No, I am not physically nor intellectually:
workout notes: slow walked my workout.
rotator cuff
pull ups: 4 sets of 10, 2 of 5
goblet squats: 2 sets of 6 x 25, 6 x 50
bench: 10 x 135, 4 x 185
incline: 10 x 140
decline: 10 x 165 (easy)
shoulder press: 10 x 50 standing, 15 x 50 seated, supported, 7 x 85 barbell (standing)
rows: 3 sets of 10 x 110 machine
hex dead lift: (handles turned down): 6 x 135, 6 x 185, 1 x 225 (struggle), 6 x 185
plank: 2:30
Weight: 192. bloated from too much hot cereal; I was eating portions that worked well for me 4 years ago..I am older now. Time to cut back. Still, the pull ups were fine (and I worked out in sweat pants)
Exhausted: I know that David Brooks can write “cliche columns” but I agree with much of what he says here:
There are two power blocs driving politics today. First, there’s the proletariat. These are the working-class voters who go to Trump rallies in the U.S. and powered Brexit and Boris Johnson’s campaign in the U.K. They see their best world receding and they want a tough guy to bring it back.
Second, there is the precariat. These are the young and educated voters caught in the gig economy, who see no career security ahead. They want leaders like Bernie Sanders and Jeremy Corbyn who will promise enveloping policies — free college, free internet, free child care — to give them some sense of safety.
These two groups are different in some ways. When the proletarians attack their enemies, they do so from a position of perceived social inferiority, so their attacks are resentful and brutal. When the precariat attacks, it does so from a position of perceived moral superiority, so its attacks are filled with ridicule, mockery and scorn.
But the movements do have parallels. Both are driven by a fear of the future, and of each other. Both have a tendency to embrace catastrophic, apocalyptic visions of the ruin around us. Dystopia has become the opiate of the activist class.

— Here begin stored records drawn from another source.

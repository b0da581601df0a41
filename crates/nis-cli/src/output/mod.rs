use std::fmt::{Display, Write as _};

use nis_core::dates::DateFormat;
use nis_core::{ItemKind, SpaceItem, Vehicle};

use crate::cli::{OutputFormat, Verbosity};

const INDENT: &str = "    ";

/// Render items as a string in the requested format.
///
/// `verbosity` only affects `text`; JSON output always carries every field.
pub fn render(
    items: &[SpaceItem],
    format: OutputFormat,
    verbosity: Verbosity,
) -> anyhow::Result<String> {
    match format {
        OutputFormat::Text => Ok(render_text(items, verbosity)),
        OutputFormat::Json => Ok(serde_json::to_string_pretty(items)?),
        OutputFormat::Raw => Ok(serde_json::to_string(items)?),
    }
}

/// Print items to stdout. An empty text listing prints nothing.
pub fn output(
    items: &[SpaceItem],
    format: OutputFormat,
    verbosity: Verbosity,
) -> anyhow::Result<()> {
    let rendered = render(items, format, verbosity)?;
    if !rendered.is_empty() {
        println!("{}", rendered.trim_end_matches('\n'));
    }
    Ok(())
}

fn render_text(items: &[SpaceItem], verbosity: Verbosity) -> String {
    items
        .iter()
        .map(|item| render_item(item, verbosity))
        .collect::<Vec<_>>()
        .join("\n")
}

fn render_item(item: &SpaceItem, verbosity: Verbosity) -> String {
    let mut out = String::new();
    let _ = writeln!(out, "{}", item.name().unwrap_or("Name Unavailable"));
    let _ = writeln!(out, "{}", item.location().unwrap_or("Location Unavailable"));
    let _ = writeln!(out, "{INDENT}{}", item.date());

    let kind = match item.kind() {
        ItemKind::Event => "Event",
        ItemKind::Launch => "Launch",
    };
    match item.category() {
        Some(category) => {
            let _ = writeln!(out, "{INDENT}{kind} Type: {category}");
        }
        None => {
            let _ = writeln!(out, "{INDENT}{kind} Type Unavailable");
        }
    }

    if verbosity == Verbosity::Quiet {
        return out;
    }

    if verbosity == Verbosity::Verbose && item.kind() == ItemKind::Launch {
        out.push('\n');
        match item.vehicle() {
            Some(vehicle) => render_vehicle(&mut out, vehicle),
            None => {
                let _ = writeln!(out, "{INDENT}Vehicle Unavailable");
            }
        }
    }

    out.push('\n');
    let _ = writeln!(
        out,
        "{INDENT}{}",
        item.description().unwrap_or("Description Unavailable")
    );
    out
}

fn render_vehicle(out: &mut String, vehicle: &Vehicle) {
    let _ = writeln!(
        out,
        "{INDENT}Vehicle: {}",
        vehicle.name.as_deref().unwrap_or("Name Unavailable")
    );

    let maiden_flight = vehicle
        .maiden_flight_date
        .to_utc_string(DateFormat::Calendar)
        .unwrap_or_else(|| "Unavailable".to_string());

    let rows = [
        (
            side("Height", vehicle.height, " m"),
            side("Mass to LEO", vehicle.leo_payload_capacity, " kg"),
        ),
        (
            side("Max Stages", vehicle.max_stages, ""),
            side("Liftoff Thrust", vehicle.liftoff_thrust, " kN"),
        ),
        (
            side("Mass to GTO", vehicle.gto_payload_capacity, " kg"),
            side("Liftoff Mass", vehicle.liftoff_mass, " Tonnes"),
        ),
        (
            side("Launch Successes", vehicle.successful_launch_count, ""),
            format!("Maiden Flight: {maiden_flight}"),
        ),
        (
            side(
                "Consecutive Successes",
                vehicle.consecutive_successful_launch_count,
                "",
            ),
            side("Failed Launches", vehicle.failed_launch_count, ""),
        ),
    ];

    for (left, right) in rows {
        let _ = writeln!(out, "{INDENT}  {left:<32}{right}");
    }
}

fn side<T: Display>(label: &str, value: Option<T>, unit: &str) -> String {
    value.map_or_else(
        || format!("{label}: Unavailable"),
        |value| format!("{label}: {value}{unit}"),
    )
}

Haunted by economic insecurity, they will tolerate any sin in their leader — racism, anti-Semitism, dishonesty — so long as that person is willing to fight and be on their side. They both support massive, unrealistic policy proposals, because they reject the idea that politics is simply the muddled way we settle differences with people we disagree with.
[…]
People in the exhausted camp are tired of having politics thrust in their face every hour. As Ryan Streeter of the American Enterprise Institute has found, young people who are “lonely at least once in a while” are more than seven times more likely to be active in politics than those who are socially active. Those who are exhausted have other things to do. They want to restore politics to its rightful place, and find meaning, attachment, entertainment and morality in something else besides Twitter wars and election campaigns.
[…]
But the chief feature of the voters in the exhausted group is timidity. They do not get energy from conflict, the way, say, Trump does. Their instinct is to keep their heads down and just get through this craziness.
I might NOT label it “timidity.” Few who know me would call me “timid.” But I simply walk away from discussion now. I quit engaging Bible beaters a long time ago; if they want to think that the universe is less than 10K years old, there is little I can do to change their mind. And the same goes with the ulta-woke and their ridiculous social codes that THEY think that THEY have the power to enforce.